China’s economic growth, which outpaced advanced economies from 2010 to 2019, was driven by relentless fixed capital accumulation. An astonishing 44 percent of China’s average GDP from 2008 to 2021 came from infrastructure investments funded through debt.
The ratio of China’s non-banking-sector liabilities to GDP steadily increased, rising from 126 percent in 2001 to a staggering 297 percent in 2012. This underscores the role played by the three “gray rhinos” in propelling China’s economic growth, even as advanced economies faced recession after the 2008 global financial crisis.
The situation took a concerning turn in September 2021 with the default of property giant Hengda. China’s largest developer, Biguiyuan, remains ensnared in a crisis, with deferred interest payments for its U.S. dollar-denominated bonds in August and nine instances of postponed principal dues in September alone. Of the top 50 Chinese developers that issued dollar-denominated bonds, a staggering 34 sought extensions for principal repayment, causing bond prices to plummet to just 67 percent of their face value.
Meanwhile, China’s trust companies and private financiers are closely tied to property developers and local government financing vehicles (LGFVs). This intricate web of relationships resembles delicate fuse wires, capable of igniting a crisis at any moment. The number of LGFVs unable to meet their debt obligations, stemming from the issuance of commercial papers, surged from 12 in July of the previous year to a worrisome 48 in the same month this year.
In conclusion, the Chinese economy’s current predicament serves as a cautionary tale. It underscores the dangers of unsustainable growth fueled by excessive debt and overreliance on a single sector, such as the real estate market. While economic expansion is undoubtedly crucial, a balanced and diversified approach, along with prudent fiscal policies, is essential for long-term stability and resilience. The world anxiously watches China’s complex challenges unfold, knowing that the outcome will have far-reaching implications for the global economic landscape.

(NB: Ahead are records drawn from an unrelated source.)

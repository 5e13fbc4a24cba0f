use chrono::{DateTime, Utc};
use rust_decimal::Decimal;
use sea_orm::entity::prelude::*;
use sea_orm::FromJsonQueryResult;
use serde::{Deserialize, Serialize};
use uuid::Uuid;

/// Shopping cart item entity
#[derive(Clone, Debug, PartialEq, Eq, DeriveEntityModel, Serialize, Deserialize)]
#[sea_orm(table_name = "cart_items")]
#[serde(rename_all = "camelCase")]
pub struct Model {
    #[sea_orm(primary_key, auto_increment = false)]
    pub id: Uuid,
    pub cart_id: Uuid,
    pub product_id: Uuid,
    pub quantity: i32,
    pub size: Option<String>,
    #[sea_orm(column_type = "Json", nullable)]
    pub color: Option<ItemColor>,
    /// Unit price captured when the item was added
    #[sea_orm(column_type = "Decimal(Some((19, 4)))")]
    pub price: Decimal,
    pub created_at: DateTime<Utc>,
    pub updated_at: DateTime<Utc>,
}

impl Model {
    pub fn line_total(&self) -> Decimal {
        self.price * Decimal::from(self.quantity)
    }
}

/// Color chosen for an item: either a named swatch or a free-form label.
#[derive(Clone, Debug, PartialEq, Eq, Serialize, Deserialize, FromJsonQueryResult)]
#[serde(untagged)]
pub enum ItemColor {
    Swatch { name: String, hex: String },
    Label(String),
}

#[derive(Copy, Clone, Debug, EnumIter, DeriveRelation)]
pub enum Relation {
    #[sea_orm(
        belongs_to = "super::cart::Entity",
        from = "Column::CartId",
        to = "super::cart::Column::Id",
        on_delete = "Cascade"
    )]
    Cart,
    #[sea_orm(
        belongs_to = "super::product::Entity",
        from = "Column::ProductId",
        to = "super::product::Column::Id"
    )]
    Product,
}

impl Related<super::cart::Entity> for Entity {
    fn to() -> RelationDef {
        Relation::Cart.def()
    }
}

impl Related<super::product::Entity> for Entity {
    fn to() -> RelationDef {
        Relation::Product.def()
    }
}

impl ActiveModelBehavior for ActiveModel {}
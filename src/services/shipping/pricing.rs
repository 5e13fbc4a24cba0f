//! Distance maths and the distance-banded tariff.

use rust_decimal::prelude::FromPrimitive;
use rust_decimal::{Decimal, RoundingStrategy};
use serde::{Deserialize, Serialize};

pub const EARTH_RADIUS_KM: f64 = 6371.0;

/// ETA used when the destination could not be located
pub const UNKNOWN_DISTANCE_ETA: &str = "2-5 business days";

#[derive(Debug, Clone, Copy, PartialEq, Serialize, Deserialize)]
pub struct Coordinates {
    pub latitude: f64,
    pub longitude: f64,
}

impl Coordinates {
    pub fn new(latitude: f64, longitude: f64) -> Self {
        Self {
            latitude,
            longitude,
        }
    }
}

/// Great-circle distance in kilometres
pub fn haversine_km(from: Coordinates, to: Coordinates) -> f64 {
    let d_lat = (to.latitude - from.latitude).to_radians();
    let d_lon = (to.longitude - from.longitude).to_radians();
    let lat1 = from.latitude.to_radians();
    let lat2 = to.latitude.to_radians();

    let a = (d_lat / 2.0).sin().powi(2) + lat1.cos() * lat2.cos() * (d_lon / 2.0).sin().powi(2);
    let c = 2.0 * a.sqrt().atan2((1.0 - a).sqrt());
    EARTH_RADIUS_KM * c
}

/// Distance as reported to clients (2 dp)
pub fn round_km(distance_km: f64) -> f64 {
    (distance_km * 100.0).round() / 100.0
}

/// Per-kilometre rate for a distance band; `None` inside the base radius
fn per_km_rate(distance_km: f64) -> Option<Decimal> {
    if distance_km <= 5.0 {
        None
    } else if distance_km <= 20.0 {
        Some(Decimal::new(2, 0))
    } else if distance_km <= 50.0 {
        Some(Decimal::new(18, 1))
    } else {
        Some(Decimal::new(15, 1))
    }
}

/// Banded tariff: `base` within 5 km, then `base + rate × d`, rounded to a whole unit.
pub fn distance_fee(base: Decimal, distance_km: f64) -> Decimal {
    let distance_km = distance_km.max(0.0);
    let fee = match per_km_rate(distance_km) {
        None => base,
        Some(rate) => {
            let distance = Decimal::from_f64(distance_km).unwrap_or(Decimal::ZERO);
            base + rate * distance
        }
    };
    fee.round_dp_with_strategy(0, RoundingStrategy::MidpointAwayFromZero)
}

pub fn estimated_delivery_time(distance_km: f64) -> &'static str {
    if distance_km <= 10.0 {
        "Same day - 1 business day"
    } else if distance_km <= 30.0 {
        "1-2 business days"
    } else if distance_km <= 100.0 {
        "2-3 business days"
    } else {
        "3-5 business days"
    }
}
use crate::{
    entities::{
        cart::{self, Entity as CartEntity},
        cart_item::{self, Entity as CartItemEntity, ItemColor},
        product::Entity as ProductEntity,
    },
    errors::ServiceError,
    events::{Event, EventSender},
};
use chrono::Utc;
use rust_decimal::Decimal;
use sea_orm::{
    ActiveModelTrait, ColumnTrait, ConnectionTrait, DatabaseConnection, EntityTrait, QueryFilter,
    QueryOrder, Set, TransactionTrait,
};
use serde::{Deserialize, Serialize};
use std::sync::Arc;
use tracing::{info, instrument};
use uuid::Uuid;
use validator::Validate;

/// Shopping cart service, one cart per user.
///
/// The cart row is created on the first add-to-cart. `total_amount` is a
/// cache that every item mutation recomputes inside the same transaction.
#[derive(Clone)]
pub struct CartService {
    db: Arc<DatabaseConnection>,
    event_sender: EventSender,
}

#[derive(Debug, Clone, Deserialize, Validate)]
#[serde(rename_all = "camelCase")]
pub struct AddToCartInput {
    pub product_id: Uuid,
    #[validate(range(min = 1, max = 100))]
    pub quantity: i32,
    #[serde(default)]
    pub size: Option<String>,
    #[serde(default)]
    pub color: Option<ItemColor>,
}

#[derive(Debug, Clone, Deserialize, Validate)]
pub struct UpdateCartItemInput {
    #[validate(range(max = 100))]
    pub quantity: i32,
}

/// Cart as returned to its owner
#[derive(Debug, Clone, Serialize)]
#[serde(rename_all = "camelCase")]
pub struct CartView {
    pub id: Option<Uuid>,
    pub items: Vec<cart_item::Model>,
    pub total_amount: Decimal,
    pub total_items: i32,
}

impl CartView {
    fn empty() -> Self {
        Self {
            id: None,
            items: Vec::new(),
            total_amount: Decimal::ZERO,
            total_items: 0,
        }
    }

    fn from_parts(cart: cart::Model, items: Vec<cart_item::Model>) -> Self {
        let total_items = items.iter().map(|item| item.quantity).sum();
        Self {
            id: Some(cart.id),
            total_amount: cart.total_amount,
            total_items,
            items,
        }
    }
}

impl CartService {
    pub fn new(db: Arc<DatabaseConnection>, event_sender: EventSender) -> Self {
        Self { db, event_sender }
    }

    /// Returns the user's cart, or an empty view when none exists yet
    #[instrument(skip(self))]
    pub async fn get_cart(&self, user_id: &str) -> Result<CartView, ServiceError> {
        let Some(cart) = find_cart(&*self.db, user_id).await? else {
            return Ok(CartView::empty());
        };
        let items = load_items(&*self.db, cart.id).await?;
        Ok(CartView::from_parts(cart, items))
    }

    /// Adds a product to the cart, merging with an identical line if present.
    ///
    /// The unit price is captured from the product at this moment.
    #[instrument(skip(self, input), fields(product_id = %input.product_id))]
    pub async fn add_item(
        &self,
        user_id: &str,
        input: AddToCartInput,
    ) -> Result<CartView, ServiceError> {
        input.validate()?;
        let txn = self.db.begin().await?;

        let product = ProductEntity::find_by_id(input.product_id)
            .one(&txn)
            .await?
            .filter(|p| p.is_active)
            .ok_or_else(|| {
                ServiceError::NotFound(format!("Product {} not found", input.product_id))
            })?;

        let size = input
            .size
            .map(|s| s.trim().to_string())
            .filter(|s| !s.is_empty());
        if !product.sizes.0.is_empty() {
            let chosen = size.as_deref().ok_or_else(|| {
                ServiceError::ValidationError(format!("A size is required for {}", product.name))
            })?;
            if !product
                .sizes
                .0
                .iter()
                .any(|entry| entry.size.eq_ignore_ascii_case(chosen))
            {
                return Err(ServiceError::ValidationError(format!(
                    "Size {} is not available for {}",
                    chosen, product.name
                )));
            }
        }

        let now = Utc::now();
        let cart = match find_cart(&txn, user_id).await? {
            Some(cart) => cart,
            None => {
                cart::ActiveModel {
                    id: Set(Uuid::new_v4()),
                    user_id: Set(user_id.to_string()),
                    total_amount: Set(Decimal::ZERO),
                    created_at: Set(now),
                    updated_at: Set(now),
                }
                .insert(&txn)
                .await?
            }
        };

        let existing = load_items(&txn, cart.id)
            .await?
            .into_iter()
            .find(|item| {
                item.product_id == product.id && item.size == size && item.color == input.color
            });

        match existing {
            Some(item) => {
                let quantity = item.quantity + input.quantity;
                let mut item: cart_item::ActiveModel = item.into();
                item.quantity = Set(quantity);
                item.updated_at = Set(now);
                item.update(&txn).await?;
            }
            None => {
                cart_item::ActiveModel {
                    id: Set(Uuid::new_v4()),
                    cart_id: Set(cart.id),
                    product_id: Set(product.id),
                    quantity: Set(input.quantity),
                    size: Set(size),
                    color: Set(input.color),
                    price: Set(product.price),
                    created_at: Set(now),
                    updated_at: Set(now),
                }
                .insert(&txn)
                .await?;
            }
        }

        let view = recalculate(&txn, cart).await?;
        txn.commit().await?;

        if let Some(cart_id) = view.id {
            self.event_sender
                .send_or_log(Event::CartUpdated(cart_id))
                .await;
        }
        info!(user_id, product_id = %product.id, quantity = input.quantity, "added item to cart");
        Ok(view)
    }

    /// Sets a line's quantity; anything below 1 removes the line
    #[instrument(skip(self))]
    pub async fn update_item(
        &self,
        user_id: &str,
        item_id: Uuid,
        input: UpdateCartItemInput,
    ) -> Result<CartView, ServiceError> {
        input.validate()?;
        let txn = self.db.begin().await?;
        let (cart, item) = owned_item(&txn, user_id, item_id).await?;

        if input.quantity < 1 {
            CartItemEntity::delete_by_id(item.id).exec(&txn).await?;
        } else {
            let mut item: cart_item::ActiveModel = item.into();
            item.quantity = Set(input.quantity);
            item.updated_at = Set(Utc::now());
            item.update(&txn).await?;
        }

        let cart_id = cart.id;
        let view = recalculate(&txn, cart).await?;
        txn.commit().await?;

        self.event_sender
            .send_or_log(Event::CartUpdated(cart_id))
            .await;
        Ok(view)
    }

    #[instrument(skip(self))]
    pub async fn remove_item(&self, user_id: &str, item_id: Uuid) -> Result<CartView, ServiceError> {
        let txn = self.db.begin().await?;
        let (cart, item) = owned_item(&txn, user_id, item_id).await?;

        CartItemEntity::delete_by_id(item.id).exec(&txn).await?;
        let view = recalculate(&txn, cart).await?;
        txn.commit().await?;

        if let Some(cart_id) = view.id {
            self.event_sender
                .send_or_log(Event::CartUpdated(cart_id))
                .await;
        }
        Ok(view)
    }

    /// Deletes every line and resets the cached total
    #[instrument(skip(self))]
    pub async fn clear_cart(&self, user_id: &str) -> Result<CartView, ServiceError> {
        let txn = self.db.begin().await?;
        let Some(cart) = find_cart(&txn, user_id).await? else {
            return Ok(CartView::empty());
        };

        let cart = clear_in_txn(&txn, cart).await?;
        txn.commit().await?;

        self.event_sender
            .send_or_log(Event::CartCleared(cart.id))
            .await;
        info!("Cleared cart: {}", cart.id);
        Ok(CartView::from_parts(cart, Vec::new()))
    }
}

pub(crate) async fn find_cart<C: ConnectionTrait>(
    conn: &C,
    user_id: &str,
) -> Result<Option<cart::Model>, ServiceError> {
    Ok(CartEntity::find()
        .filter(cart::Column::UserId.eq(user_id))
        .one(conn)
        .await?)
}

pub(crate) async fn load_items<C: ConnectionTrait>(
    conn: &C,
    cart_id: Uuid,
) -> Result<Vec<cart_item::Model>, ServiceError> {
    Ok(CartItemEntity::find()
        .filter(cart_item::Column::CartId.eq(cart_id))
        .order_by_asc(cart_item::Column::CreatedAt)
        .all(conn)
        .await?)
}

/// Deletes the cart's items and zeroes its total, used by checkout too
pub(crate) async fn clear_in_txn<C: ConnectionTrait>(
    conn: &C,
    cart: cart::Model,
) -> Result<cart::Model, ServiceError> {
    CartItemEntity::delete_many()
        .filter(cart_item::Column::CartId.eq(cart.id))
        .exec(conn)
        .await?;

    let mut cart: cart::ActiveModel = cart.into();
    cart.total_amount = Set(Decimal::ZERO);
    cart.updated_at = Set(Utc::now());
    Ok(cart.update(conn).await?)
}

/// Sum of price × quantity over the lines
pub fn cart_subtotal(items: &[cart_item::Model]) -> Decimal {
    items.iter().map(cart_item::Model::line_total).sum()
}

async fn owned_item<C: ConnectionTrait>(
    conn: &C,
    user_id: &str,
    item_id: Uuid,
) -> Result<(cart::Model, cart_item::Model), ServiceError> {
    let not_found = || ServiceError::NotFound(format!("Cart item {} not found", item_id));
    let cart = find_cart(conn, user_id).await?.ok_or_else(not_found)?;
    let item = CartItemEntity::find_by_id(item_id)
        .one(conn)
        .await?
        .filter(|item| item.cart_id == cart.id)
        .ok_or_else(not_found)?;
    Ok((cart, item))
}

async fn recalculate<C: ConnectionTrait>(
    conn: &C,
    cart: cart::Model,
) -> Result<CartView, ServiceError> {
    let items = load_items(conn, cart.id).await?;

    let mut active: cart::ActiveModel = cart.into();
    active.total_amount = Set(cart_subtotal(&items));
    active.updated_at = Set(Utc::now());
    let cart = active.update(conn).await?;

    Ok(CartView::from_parts(cart, items))
}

Yuval Noah Harari is an accomplished author with a Bachelor of Arts in Journalism. His passion for storytelling and commitment to journalistic excellence have been the driving forces behind his successful writing career. With a keen eye for detail and a deep understanding of the art of storytelling, Yuval has consistently delivered compelling narratives that captivate readers from all walks of life.